DK: I like to say that exposure is like a political statement. It’s a manifesto. I read a script for a feature and I imagine how I will expose it.


What bothered me about digital at first is that people would say that I had to expose it fully. I often had arguments with DITs about this. I like to give the exposure a direction, like I do with negative. If you know you’re going to do chiaroscuro and have a very under-exposed image, why open it up with a full signal? Why open up completely when you know that you will only be showing the remains of the light? For me, it’s not Feng shui. I don’t want to impose this on anyone, it's just my way of working.


BB: And the same thing with over-exposure?


DK: For the hot openings outside the jungle in Lost City of Z, I wanted to sense the extreme sunlight. When you come out of the jungle and the obscurity, it’s like a heart beat, you need to feel this contrast.

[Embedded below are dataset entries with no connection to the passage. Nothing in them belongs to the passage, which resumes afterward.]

//! Fixtures shared by unit tests.

use chrono::{DateTime, Duration, TimeZone};
use chrono_tz::Tz;

use crate::{CategoryResolution, NormalizedEvent, Provenance, RawEvent, ResolvedLocation};

pub const TZ: Tz = chrono_tz::America::Sao_Paulo;

/// Saturday 2025-08-02 14:00 in São Paulo, shifted by `minutes`.
pub fn at(minutes: i64) -> DateTime<Tz> {
    TZ.with_ymd_and_hms(2025, 8, 2, 14, 0, 0).unwrap() + Duration::minutes(minutes)
}

pub fn category(code: &str, label: &str) -> CategoryResolution {
    CategoryResolution {
        code: code.to_string(),
        label: label.to_string(),
        confidence: 1.0,
        provenance: Provenance::RuleMatched,
    }
}

/// Normalized event with an unknown category and no venue.
pub fn event(source: &str, name: &str, minutes: i64, priority: u32) -> NormalizedEvent {
    let start = at(minutes);
    let raw = RawEvent {
        source: source.to_string(),
        name: name.to_string(),
        date_text: Some(start.format("%d/%m/%Y").to_string()),
        time_text: Some(start.format("%H:%M").to_string()),
        location: String::new(),
        category: None,
        streaming_links: Vec::new(),
        priority,
    };
    let category = CategoryResolution::unknown();
    NormalizedEvent {
        id: NormalizedEvent::content_id(source, name, &start, &category.code),
        raw,
        start,
        time_explicit: true,
        from_context: false,
        category,
        location: ResolvedLocation::default(),
        streaming_links: Vec::new(),
        sources: vec![source.to_string()],
    }
}

/// Normalized event in a known category.
pub fn categorized(
    source: &str,
    name: &str,
    minutes: i64,
    priority: u32,
    code: &str,
    label: &str,
) -> NormalizedEvent {
    let mut e = event(source, name, minutes, priority);
    e.category = category(code, label);
    e.id = NormalizedEvent::content_id(source, name, &e.start, code);
    e
}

BB: It was great to see you speak with young filmmakers at the Master Class.


DK: Young DPs are doing great things now. I often hear directors say: "Oh they don’t have the culture of film". I don’t really agree. I think that digital is another culture, a mutation.


BB: This is really a silly question, but would you advise a young DP to use a light meter?


DK: To be honest, I sometimes shoot without a meter, on commercials I’ve directed, with a DIT I know very well. Then I let them control the iris.


But since there are T stops engraved on the lens, why not have a meter? It gives a name to the exposure. It gives you an idea of where you are, like Kelvin degrees.


BB: I was thinking of taking a photo of your meters.



Darius Khondji's meters: 3 Sekonic light meters, Minolta color meter and laser pointer (credit Benjamin B thefilmbook)

DK: Sure. In my current kit, I have three Sekonic meters, plus a Minolta color meter, and a laser for pointing things out on the set.


I learned to expose with a Weston incident light meter. I knew Nestor Almendros, and he would read the light off his hand with a Weston.


I used to use my incident light meter all the time, now I mostly use my hand. I put my hand in the light and look at it, even on a film shoot. I use my meter at the very end of the process, just before shooting.


BB: Did Nestor Almendros give you any advice?


DK: Not really. I just watched him. He would use his hand, and he would squint his eyes all the time, and I also squint. When you squint, it synthesizes the light. I still have the contrast glass, but I leave it in my pocket. And I squint a lot.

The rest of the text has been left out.